Pete Neubig: [00:26:06] Yeah. And they even have avatars. Yeah, yeah.
Michael Park: [00:26:10] And they have like they've got dozens of different and they're, they're not like avatars in terms of the cartoon avatars. You see, they are actual people who and and so they will speak in their mouth moves with the words. And basically it's taking, um, it's taking whatever text you've uploaded to every slide and it's breaking it up. Um, and then on top of that, it's actually reading it, and the avatar is talking at the same time. So even for your knowledge base articles, if you just want to go from an FAQ on your website to really give people information, how to how to troubleshoot and really solve things on their own and create those types of tools are engaging videos.

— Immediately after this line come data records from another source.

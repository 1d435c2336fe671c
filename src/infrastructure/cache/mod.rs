//! Caching layer for user profile lookups.
//!
//! Provides a [`CacheService`] trait with two implementations:
//! - [`RedisCache`] - Production Redis-backed cache
//! - [`NullCache`] - No-op implementation for testing/disabled caching

mod null_cache;
mod redis_cache;
mod service;

pub use null_cache::NullCache;
pub use redis_cache::RedisCache;
pub use service::{CacheError, CacheResult, CacheService};

#[cfg(test)]
pub use service::MockCacheService;
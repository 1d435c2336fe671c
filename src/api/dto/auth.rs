//! DTOs for the authentication endpoints.

use serde::{Deserialize, Serialize};
use validator::Validate;

use crate::domain::entities::{NewUser, User};

/// Request body for `POST /api/v1/auth/validate-token`.
#[derive(Debug, Deserialize, Validate)]
pub struct ValidateTokenRequest {
    #[validate(length(min = 1, message = "Token is required"))]
    pub token: String,

    #[validate(nested)]
    pub user: TokenUser,
}

/// Profile the client claims for the token holder.
#[derive(Debug, Deserialize, Validate)]
pub struct TokenUser {
    #[validate(length(min = 1, message = "User ID is required"))]
    pub id: String,

    #[serde(default)]
    pub name: String,

    #[serde(default)]
    pub email: String,

    #[serde(default)]
    pub photo_url: String,
}

impl From<TokenUser> for NewUser {
    fn from(user: TokenUser) -> Self {
        Self {
            id: user.id,
            name: user.name,
            email: user.email,
            photo_url: user.photo_url,
        }
    }
}

/// Minimal identity returned after token validation.
#[derive(Debug, Serialize, Deserialize)]
pub struct AuthResponse {
    pub uid: String,
    pub email: String,
    pub name: String,
}

impl From<&User> for AuthResponse {
    fn from(user: &User) -> Self {
        Self {
            uid: user.id.clone(),
            email: user.email.clone(),
            name: user.name.clone(),
        }
    }
}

Pete Neubig: [00:26:50] Yeah.
Michael Park: [00:26:51] Yep. That same thing with that, doing the same thing for your staff when they come on having it create training videos for them. Um, you know, increasing the onboarding process and reducing error. I mean, there are. I mean, once you start going down that rabbit hole and you start actually looking at and that's kind of how I get ideas is as I go down rabbit holes, what I do is I go to a couple of the different websites that actually will aggregate new tools coming out on a daily basis. And every now and then in the beginning, I used to go every day to see what was new. Um, I don't do that so much anymore. But now I'll go, you know, a couple times a month. I'll go in and see what new tools have rolled out, and that gives me ideas of how can I use that? Um, you know, there's, uh, gosh, I mean, there's. There's ones that can create landing pages. Now, you know, you basically can go in and tell it, I need a landing page for this and it will create it for you. Um, so there's a lot of stuff I bet.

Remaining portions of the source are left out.